Please contact me for more information or to meet Kali. 408-838-0263


----------



## Anja1Blue (Feb 27, 2008)

Kali is one lovely girl, and sounds like she would be a wonderful addition to a home which had GSD experience. Have you contacted West Coast rescues about her? They might be willing to either help you place her, or, if they are too full, courtesy post her for more exposure.
______________________________________
Susan

Anja SchH3 GSD
Conor GSD
Blue BH WH T1 GSD - waiting at the Bridge :angel:


----------



## shilohsmom (Jul 14, 2003)

West Coast is a bit far from us up here in Northern CA. You might try German Shepherd Rescue of Northern CA. They might be able to courtesy post for you. She is a lovely girl.


----------



## Anja1Blue (Feb 27, 2008)

shilohsmom said:


> West Coast is a bit far from us up here in Northern CA. You might try German Shepherd Rescue of Northern CA. They might be able to courtesy post for you. She is a lovely girl.


I meant rescues ON the West coast, i.e. California to Washington state, so not referring to one specific group. 
_______________________________________
Susan

Anja SchH3 GSD
Conor GSD
Blue BH WH T1 GSD - waiting at the Bridge :angel:


----------



## shilohsmom (Jul 14, 2003)

Anja1Blue said:


> I meant rescues ON the West coast, i.e. California to Washington state, so not referring to one specific group.
> _______________________________________
> Susan
> 
> ...


I'm sorry...I was thinking of West Coast down in Southern CA. No worries.

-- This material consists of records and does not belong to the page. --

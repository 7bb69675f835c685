use serde::{Deserialize, Serialize};
use std::path::PathBuf;

/// 环境变量前缀, 例如 `TABLE_INSIGHT_SERVER__PORT=9000`
pub const ENV_PREFIX: &str = "TABLE_INSIGHT";

/// 应用配置
#[derive(Debug, Clone, Serialize, Deserialize)]
pub struct AppConfig {
    pub server: ServerConfig,
    pub upload: UploadConfig,
    pub chart: ChartConfig,
}

#[derive(Debug, Clone, Serialize, Deserialize)]
pub struct ServerConfig {
    pub host: String,
    pub port: u16,
}

/// 上传相关配置
#[derive(Debug, Clone, Serialize, Deserialize)]
pub struct UploadConfig {
    /// 上传文件保存目录, 启动时自动创建
    pub dir: PathBuf,
    /// 响应中返回的预览行数
    pub preview_rows: usize,
    /// 请求体大小上限 (字节)
    pub max_body_bytes: usize,
}

#[derive(Debug, Clone, Serialize, Deserialize)]
pub struct ChartConfig {
    pub title: String,
}

impl Default for AppConfig {
    fn default() -> Self {
        Self {
            server: ServerConfig {
                host: "127.0.0.1".to_string(),
                port: 8080,
            },
            upload: UploadConfig {
                dir: PathBuf::from("uploads"),
                preview_rows: 50,
                max_body_bytes: 16 * 1024 * 1024,
            },
            chart: ChartConfig {
                title: "AI Chart".to_string(),
            },
        }
    }
}

impl AppConfig {
    /// 加载配置: 内置默认值 -> 可选的 config.toml -> 环境变量
    pub fn load() -> Result<Self, config::ConfigError> {
        let env = config::Environment::with_prefix(ENV_PREFIX)
            .prefix_separator("_")
            .separator("__");
        Self::load_from(env)
    }

    fn load_from(env: config::Environment) -> Result<Self, config::ConfigError> {
        let defaults = Self::default();

        config::Config::builder()
            .set_default("server.host", defaults.server.host)?
            .set_default("server.port", i64::from(defaults.server.port))?
            .set_default("upload.dir", defaults.upload.dir.to_string_lossy().into_owned())?
            .set_default("upload.preview_rows", defaults.upload.preview_rows as i64)?
            .set_default("upload.max_body_bytes", defaults.upload.max_body_bytes as i64)?
            .set_default("chart.title", defaults.chart.title)?
            .add_source(config::File::with_name("config").required(false))
            .add_source(env)
            .build()?
            .try_deserialize()
    }

    pub fn addr(&self) -> String {
        format!("{}:{}", self.server.host, self.server.port)
    }
}
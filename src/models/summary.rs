use serde::Serialize;

/// 数值列汇总; 没有任何有效值时三项均为 null
#[derive(Debug, Clone, Copy, PartialEq, Serialize)]
pub struct SummaryEntry {
    pub mean: Option<f64>,
    pub max: Option<f64>,
    pub min: Option<f64>,
}

impl SummaryEntry {
    pub const EMPTY: SummaryEntry = SummaryEntry {
        mean: None,
        max: None,
        min: None,
    };
}
use serde::Serialize;
use serde_json::Value;

/// plotly.express 默认配色的第一个颜色
pub const DEFAULT_BAR_COLOR: &str = "#636efa";

#[derive(Debug, Clone, Copy, PartialEq, Eq, Serialize)]
#[serde(rename_all = "lowercase")]
pub enum ChartKind {
    Bar,
}

impl ChartKind {
    pub fn as_str(self) -> &'static str {
        match self {
            ChartKind::Bar => "bar",
        }
    }
}

/// 图表描述: 坐标列 + 标题 + 可直接交给前端绘制的 figure
#[derive(Debug, Clone, Serialize)]
pub struct ChartSpec {
    pub x: String,
    pub y: String,
    pub kind: ChartKind,
    pub title: String,
    pub figure: Figure,
}

/// figure = traces + layout
#[derive(Debug, Clone, Serialize)]
pub struct Figure {
    pub data: Vec<BarTrace>,
    pub layout: Layout,
}

#[derive(Debug, Clone, Serialize)]
pub struct BarTrace {
    #[serde(rename = "type")]
    pub kind: String,
    pub name: String,
    pub x: Vec<Value>,
    pub y: Vec<Value>,
    pub orientation: String,
    pub xaxis: String,
    pub yaxis: String,
    pub marker: Marker,
    pub showlegend: bool,
    pub textposition: String,
    pub hovertemplate: String,
    pub alignmentgroup: String,
    pub offsetgroup: String,
    pub legendgroup: String,
}

#[derive(Debug, Clone, Serialize)]
pub struct Marker {
    pub color: String,
}

#[derive(Debug, Clone, Serialize)]
pub struct Title {
    pub text: String,
}

#[derive(Debug, Clone, Serialize)]
pub struct Axis {
    pub anchor: String,
    pub domain: [f64; 2],
    pub title: Title,
}

#[derive(Debug, Clone, Serialize)]
pub struct Legend {
    pub tracegroupgap: u32,
}

#[derive(Debug, Clone, Serialize)]
pub struct Layout {
    pub title: Title,
    pub xaxis: Axis,
    pub yaxis: Axis,
    pub legend: Legend,
    pub barmode: String,
}
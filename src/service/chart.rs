use crate::error::ChartError;
use crate::models::chart::{Axis, Legend, Marker, Title, DEFAULT_BAR_COLOR};
use crate::models::{BarTrace, ChartKind, ChartSpec, Figure, Layout};
use indexmap::{IndexMap, IndexSet};
use serde_json::Value;

/// 一条记录: 列名 -> JSON 值
pub type Record = IndexMap<String, Value>;

/// 柱状图构建器
#[derive(Debug, Clone)]
pub struct ChartBuilder {
    title: String,
}

impl ChartBuilder {
    pub fn new(title: impl Into<String>) -> Self {
        Self {
            title: title.into(),
        }
    }

    /// 按原始行顺序构建柱状图, 不做过滤/排序.
    /// 数据列为所有记录键的并集, x/y 不在其中时返回错误; 某行缺少该键时取 null.
    pub fn build_bar(&self, data: &[Record], x: &str, y: &str) -> Result<ChartSpec, ChartError> {
        let columns: IndexSet<&str> = data
            .iter()
            .flat_map(|record| record.keys().map(String::as_str))
            .collect();

        for (axis, name) in [("x", x), ("y", y)] {
            if !columns.contains(name) {
                return Err(ChartError::UnknownColumn {
                    axis,
                    name: name.to_string(),
                });
            }
        }

        let pick = |key: &str| -> Vec<Value> {
            data.iter()
                .map(|record| record.get(key).cloned().unwrap_or(Value::Null))
                .collect()
        };

        let trace = BarTrace {
            kind: ChartKind::Bar.as_str().to_string(),
            name: String::new(),
            x: pick(x),
            y: pick(y),
            orientation: "v".to_string(),
            xaxis: "x".to_string(),
            yaxis: "y".to_string(),
            marker: Marker {
                color: DEFAULT_BAR_COLOR.to_string(),
            },
            showlegend: false,
            textposition: "auto".to_string(),
            hovertemplate: format!("{}=%{{x}}<br>{}=%{{y}}<extra></extra>", x, y),
            alignmentgroup: "True".to_string(),
            offsetgroup: String::new(),
            legendgroup: String::new(),
        };

        let layout = Layout {
            title: Title {
                text: self.title.clone(),
            },
            xaxis: axis("y", x),
            yaxis: axis("x", y),
            legend: Legend { tracegroupgap: 0 },
            barmode: "relative".to_string(),
        };

        tracing::debug!("Built bar chart x={} y={} with {} points", x, y, trace.x.len());

        Ok(ChartSpec {
            x: x.to_string(),
            y: y.to_string(),
            kind: ChartKind::Bar,
            title: self.title.clone(),
            figure: Figure {
                data: vec![trace],
                layout,
            },
        })
    }
}

fn axis(anchor: &str, title: &str) -> Axis {
    Axis {
        anchor: anchor.to_string(),
        domain: [0.0, 1.0],
        title: Title {
            text: title.to_string(),
        },
    }
}
use crate::error::ParseError;
use indexmap::{IndexMap, IndexSet};
use serde::{Serialize, Serializer};

/// 单元格值
#[derive(Debug, Clone, PartialEq)]
pub enum Cell {
    Null,
    Bool(bool),
    Int(i64),
    Float(f64),
    Text(String),
}

impl Cell {
    /// 数值视图; NaN 与无穷值视为缺失
    pub fn as_f64(&self) -> Option<f64> {
        match self {
            Cell::Int(i) => Some(*i as f64),
            Cell::Float(f) if f.is_finite() => Some(*f),
            _ => None,
        }
    }
}

impl Serialize for Cell {
    fn serialize<S: Serializer>(&self, serializer: S) -> Result<S::Ok, S::Error> {
        match self {
            Cell::Null => serializer.serialize_none(),
            Cell::Bool(b) => serializer.serialize_bool(*b),
            Cell::Int(i) => serializer.serialize_i64(*i),
            Cell::Float(f) if f.is_finite() => serializer.serialize_f64(*f),
            Cell::Float(_) => serializer.serialize_none(),
            Cell::Text(s) => serializer.serialize_str(s),
        }
    }
}

/// 列类型, 由该列全部单元格推断
#[derive(Debug, Clone, Copy, PartialEq, Eq, Serialize)]
#[serde(rename_all = "lowercase")]
pub enum ColumnKind {
    Integer,
    Float,
    Boolean,
    Text,
}

impl ColumnKind {
    /// 推断规则: 全为整数 -> Integer; 整数/浮点混合 -> Float;
    /// 全为布尔 -> Boolean; 其余 -> Text.
    /// 有行但全部缺失的列按 Float 处理, 没有任何行的列按 Text 处理.
    pub fn infer<'a>(cells: impl IntoIterator<Item = &'a Cell>) -> Self {
        let mut has_rows = false;
        let mut has_int = false;
        let mut has_float = false;
        let mut has_bool = false;

        for cell in cells {
            has_rows = true;
            match cell {
                Cell::Null => {}
                Cell::Int(_) => has_int = true,
                Cell::Float(_) => has_float = true,
                Cell::Bool(_) => has_bool = true,
                Cell::Text(_) => return ColumnKind::Text,
            }
        }

        if !has_rows {
            return ColumnKind::Text;
        }

        match (has_int, has_float, has_bool) {
            (_, _, true) if has_int || has_float => ColumnKind::Text,
            (false, false, true) => ColumnKind::Boolean,
            (true, false, false) => ColumnKind::Integer,
            _ => ColumnKind::Float,
        }
    }

    pub fn is_numeric(self) -> bool {
        matches!(self, ColumnKind::Integer | ColumnKind::Float)
    }
}

#[derive(Debug, Clone, PartialEq, Serialize)]
pub struct Column {
    pub name: String,
    pub kind: ColumnKind,
}

/// 表格: 有序列 + 等宽行
#[derive(Debug, Clone)]
pub struct Table {
    columns: Vec<Column>,
    rows: Vec<Vec<Cell>>,
}

impl Table {
    /// 构建表格, 列类型由单元格推断
    pub fn new(names: Vec<String>, rows: Vec<Vec<Cell>>) -> Result<Self, ParseError> {
        check_shape(&names, &rows)?;

        let columns = names
            .into_iter()
            .enumerate()
            .map(|(idx, name)| Column {
                kind: ColumnKind::infer(rows.iter().map(|row| &row[idx])),
                name,
            })
            .collect();

        Ok(Self { columns, rows })
    }

    /// 按声明的列类型构建表格 (固定结构的数据源, 例如文本日志)
    pub fn with_kinds(
        columns: Vec<(String, ColumnKind)>,
        rows: Vec<Vec<Cell>>,
    ) -> Result<Self, ParseError> {
        let names: Vec<String> = columns.iter().map(|(name, _)| name.clone()).collect();
        check_shape(&names, &rows)?;

        let columns = columns
            .into_iter()
            .map(|(name, kind)| Column { name, kind })
            .collect();

        Ok(Self { columns, rows })
    }

    pub fn columns(&self) -> &[Column] {
        &self.columns
    }

    pub fn column_names(&self) -> Vec<String> {
        self.columns.iter().map(|c| c.name.clone()).collect()
    }

    pub fn rows(&self) -> &[Vec<Cell>] {
        &self.rows
    }

    pub fn len(&self) -> usize {
        self.rows.len()
    }

    pub fn is_empty(&self) -> bool {
        self.rows.is_empty()
    }

    /// 某列的全部单元格 (按行顺序)
    pub fn column_cells(&self, idx: usize) -> impl Iterator<Item = &Cell> + '_ {
        self.rows.iter().map(move |row| &row[idx])
    }

    /// 前 n 行转为 "列名 -> 值" 的有序记录
    pub fn head_records(&self, n: usize) -> Vec<IndexMap<String, Cell>> {
        self.rows
            .iter()
            .take(n)
            .map(|row| {
                self.columns
                    .iter()
                    .zip(row)
                    .map(|(col, cell)| (col.name.clone(), cell.clone()))
                    .collect()
            })
            .collect()
    }
}

/// 校验列名唯一且每行单元格数与列数一致
fn check_shape(names: &[String], rows: &[Vec<Cell>]) -> Result<(), ParseError> {
    let mut seen = IndexSet::with_capacity(names.len());
    for name in names {
        if !seen.insert(name.as_str()) {
            return Err(ParseError::DuplicateColumn(name.clone()));
        }
    }

    for (idx, row) in rows.iter().enumerate() {
        if row.len() != names.len() {
            return Err(ParseError::RowWidth {
                row: idx,
                expected: names.len(),
                found: row.len(),
            });
        }
    }

    Ok(())
}

/// 规范化原始表头: 空列名改为 `Unnamed: <idx>`, 重复列名追加 `.1`, `.2` ...
pub fn normalize_headers<I, S>(raw: I) -> Vec<String>
where
    I: IntoIterator<Item = S>,
    S: AsRef<str>,
{
    let mut used: IndexSet<String> = IndexSet::new();
    let mut out = Vec::new();

    for (idx, name) in raw.into_iter().enumerate() {
        let name = name.as_ref().trim();
        let base = if name.is_empty() {
            format!("Unnamed: {}", idx)
        } else {
            name.to_string()
        };

        let mut candidate = base.clone();
        let mut suffix = 1;
        while used.contains(&candidate) {
            candidate = format!("{}.{}", base, suffix);
            suffix += 1;
        }
        used.insert(candidate.clone());
        out.push(candidate);
    }

    out
}
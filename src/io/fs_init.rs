//! Startup preparation of the on-disk layout
//!
//! ```text
//! {base_dir}/
//!   packs/            persisted pack files
//! {poll_tmp_dir}/     QR artifacts, {poll_id}-{token}.png
//! ```

use crate::domain::pack::{epoch_ms, Pack};
use crate::domain::poll::Poll;
use crate::io::persistence::{PackError, PackStore, PACK_SUFFIX};
use std::fs;
use std::path::{Path, PathBuf};
use tracing::info;

const SAMPLE_TITLE: &str = "Sample Poll";
const SAMPLE_OPTIONS: [&str; 2] = ["Yes", "No"];

/// Creates the directories the service writes to
pub struct FileSystemInitializer<'a> {
    store: &'a PackStore,
    artifact_dir: PathBuf,
    seed_sample_pack: bool,
}

impl<'a> FileSystemInitializer<'a> {
    pub fn new(store: &'a PackStore, artifact_dir: impl Into<PathBuf>, seed_sample_pack: bool) -> Self {
        Self { store, artifact_dir: artifact_dir.into(), seed_sample_pack }
    }

    /// Create base, pack and artifact directories; seed a sample pack into an
    /// empty pack directory if enabled.
    ///
    /// Returns the path of the seeded pack, if one was written.
    pub fn ensure_base_dir_ready(&self) -> Result<Option<PathBuf>, PackError> {
        let packs_dir = self.store.packs_dir();
        create_dir(self.store.base_dir())?;
        create_dir(&packs_dir)?;
        create_dir(&self.artifact_dir)?;

        if !self.seed_sample_pack || has_pack_files(&packs_dir)? {
            return Ok(None);
        }

        let poll = Poll::new(SAMPLE_TITLE, SAMPLE_OPTIONS)?;
        let path = self.store.persist_pack_to_disk(&Pack::snapshot(&poll, epoch_ms()))?;
        info!(path = %path.display(), "sample_pack_seeded");
        Ok(Some(path))
    }
}

fn create_dir(path: &Path) -> Result<(), PackError> {
    fs::create_dir_all(path).map_err(|source| PackError::Io { path: path.to_path_buf(), source })
}

fn has_pack_files(dir: &Path) -> Result<bool, PackError> {
    let entries =
        fs::read_dir(dir).map_err(|source| PackError::Io { path: dir.to_path_buf(), source })?;
    Ok(entries
        .filter_map(Result::ok)
        .any(|entry| entry.file_name().to_str().is_some_and(|name| name.ends_with(PACK_SUFFIX))))
}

Thankfully theres less dogs up here looking for homes than there is down there. You were clear, I'm the confused one


----------



## tharnois (May 17, 2011)

*Thank you for recommendation*



shilohsmom said:


> West Coast is a bit far from us up here in Northern CA. You might try German Shepherd Rescue of Northern CA. They might be able to courtesy post for you. She is a lovely girl.


Thank you for the recommendation. I'm in the process of posting her there as well.


----------



## tharnois (May 17, 2011)

Kali has been placed in a new wonderful home.


----------